Opzione A - Se i colleghi italiani considerano che l'imperativo essenziale che s'impone ad essi è quello di preservare l'unità del gruppo attuale e di fare in modo che i due orientamenti che sono stati individuati convivano, allora occorre proseguire nel quadro della SISEP, che si è mostrata fino ad oggi abbastanza flessibile per garantire questa unità, foss'anche di facciata come l'ho prima definita.

Opzione B - Se invece l'imperativo essenziale è ai loro occhi la creazione di una Scuola italiana collocata nel quadro federale della SEP e integrata all'AMP, allora l'unità del gruppo non potrebbe essere preservata con artifici e s'impone la necessità di una discussione sulla sostanza e di una scelta categorica.

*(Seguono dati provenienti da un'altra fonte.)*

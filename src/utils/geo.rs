// src/utils/geo.rs
//! Distance, ETA and viewport math for delivery tracking.

use serde::{Deserialize, Serialize};

use crate::models::delivery::Coordinate;

pub const EARTH_RADIUS_KM: f64 = 6371.0;

/// Average urban courier speed used when the backend gives no estimate.
pub const DEFAULT_AVG_SPEED_KMH: f64 = 30.0;

/// Viewport center used before any position is known (New York City).
pub const DEFAULT_MAP_CENTER: Coordinate = Coordinate {
    latitude: 40.7128,
    longitude: -74.0060,
};

#[derive(Debug, Serialize, Deserialize, Clone, Copy, PartialEq)]
pub struct Bounds {
    pub south_west: Coordinate,
    pub north_east: Coordinate,
}

/// Haversine great-circle distance in kilometers, rounded to 2 decimals.
pub fn distance_km(lat1: f64, lon1: f64, lat2: f64, lon2: f64) -> f64 {
    let lat1_rad = lat1.to_radians();
    let lat2_rad = lat2.to_radians();
    let delta_lat = (lat2 - lat1).to_radians();
    let delta_lon = (lon2 - lon1).to_radians();

    let a = (delta_lat / 2.0).sin().powi(2)
        + lat1_rad.cos() * lat2_rad.cos() * (delta_lon / 2.0).sin().powi(2);
    // a can drift a hair outside [0, 1] for antipodal points
    let a = a.clamp(0.0, 1.0);
    let c = 2.0 * a.sqrt().atan2((1.0 - a).sqrt());

    let distance = (EARTH_RADIUS_KM * c * 100.0).round() / 100.0;
    if distance.is_finite() { distance.max(0.0) } else { 0.0 }
}

pub fn distance_between(from: Coordinate, to: Coordinate) -> f64 {
    distance_km(from.latitude, from.longitude, to.latitude, to.longitude)
}

/// Minutes to cover `distance_km` at `avg_speed_kmh`, rounded up.
///
/// Zero only when there is no distance left; any positive distance takes at
/// least one minute. A non-positive speed falls back to [`DEFAULT_AVG_SPEED_KMH`].
pub fn eta_minutes(distance_km: f64, avg_speed_kmh: f64) -> u32 {
    if !distance_km.is_finite() || distance_km <= 0.0 {
        return 0;
    }
    let speed = if avg_speed_kmh.is_finite() && avg_speed_kmh > 0.0 {
        avg_speed_kmh
    } else {
        DEFAULT_AVG_SPEED_KMH
    };

    let minutes = (distance_km / speed * 60.0).ceil();
    if minutes >= u32::MAX as f64 {
        u32::MAX
    } else {
        (minutes as u32).max(1)
    }
}

pub fn format_distance(distance_km: f64) -> String {
    if distance_km < 1.0 {
        format!("{} m", (distance_km.max(0.0) * 1000.0).round() as u64)
    } else {
        format!("{:.1} km", distance_km)
    }
}

pub fn format_eta(minutes: u32) -> String {
    if minutes < 1 {
        return "Less than 1 min".to_string();
    }
    if minutes < 60 {
        return format!("{} min", minutes);
    }
    let hours = minutes / 60;
    let mins = minutes % 60;
    if mins > 0 {
        format!("{}h {}min", hours, mins)
    } else {
        format!("{}h", hours)
    }
}

/// Arithmetic mean of the coordinates; the origin when there are none.
pub fn center_point(coords: &[Coordinate]) -> Coordinate {
    match coords {
        [] => Coordinate::new(0.0, 0.0),
        [only] => *only,
        _ => {
            let count = coords.len() as f64;
            let (sum_lat, sum_lng) = coords
                .iter()
                .fold((0.0, 0.0), |(lat, lng), c| (lat + c.latitude, lng + c.longitude));
            Coordinate::new(sum_lat / count, sum_lng / count)
        }
    }
}

pub fn bounds_of(coords: &[Coordinate]) -> Option<Bounds> {
    let first = coords.first()?;
    let mut bounds = Bounds {
        south_west: *first,
        north_east: *first,
    };

    for c in &coords[1..] {
        bounds.south_west.latitude = bounds.south_west.latitude.min(c.latitude);
        bounds.south_west.longitude = bounds.south_west.longitude.min(c.longitude);
        bounds.north_east.latitude = bounds.north_east.latitude.max(c.latitude);
        bounds.north_east.longitude = bounds.north_east.longitude.max(c.longitude);
    }

    Some(bounds)
}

Opzione C - Si tratta della trasformazione diretta della SISEP in Scuola. Questa opzione fu a lungo privilegiata; oggi essa risulta esclusa poiché consisterebbe nel trasportare in seno ad una nuova Scuola, ossia in un quadro più rigido, gli equivoci, le ambiguità, le fluttuazioni e le tensioni che abbiamo visto attraversare la SISEP. L'AMP non sarebbe in grado di creare una nuova Scuola che fosse del tipo detto trasformista. Se essa crea una Scuola italiana, sarà affinché vi si riuniscano colleghi determinati a lavorare insieme nel senso dell'orientamento lacaniano, su basi chiare e consensuali, senza che la loro "divisione soggettiva" li porti a simpatizzare con un'organizzazione che si presenta essa stessa come opposta e alternativa all'AMP.

Supponiamo che l'AMP decida di porre le basi di un Scuola italiana per rispondere agli auspici di un gran numero di colleghi e che essa metta in atto a questo scopo una commissione di ammissione ad hoc. Che avverrebbe allora dei colleghi italiani che non vi entrassero, sia perché non lo chiedono, sia perché gli è rifiutato l'ingresso da questa commissione? Essi rimarrebbero membri dell'AMP e della SEP, solo che lo vogliano, e anche membri della SISEP se continuasse ad esistere a fianco della nuova Scuola.

Se al contrario l'opinione dei colleghi italiani privilegia l'unità formale del gruppo, questa sarà garantita, come lo è stata in passato, nel quadro della SISEP. L'AMP non avrà nessuna obiezione a ciò, pur pregando i colleghi sensibili alle tesi dei Forums di volersi moderare e di astenersi da qualsiasi forma di proselitismo in favore di questa organizzazione ostile.

Da parte mia aspetto di raccogliere dal dibattito odierno le indicazioni sull'accoglienza che l'alternativa che vi ho presentato è destinata a ricevere.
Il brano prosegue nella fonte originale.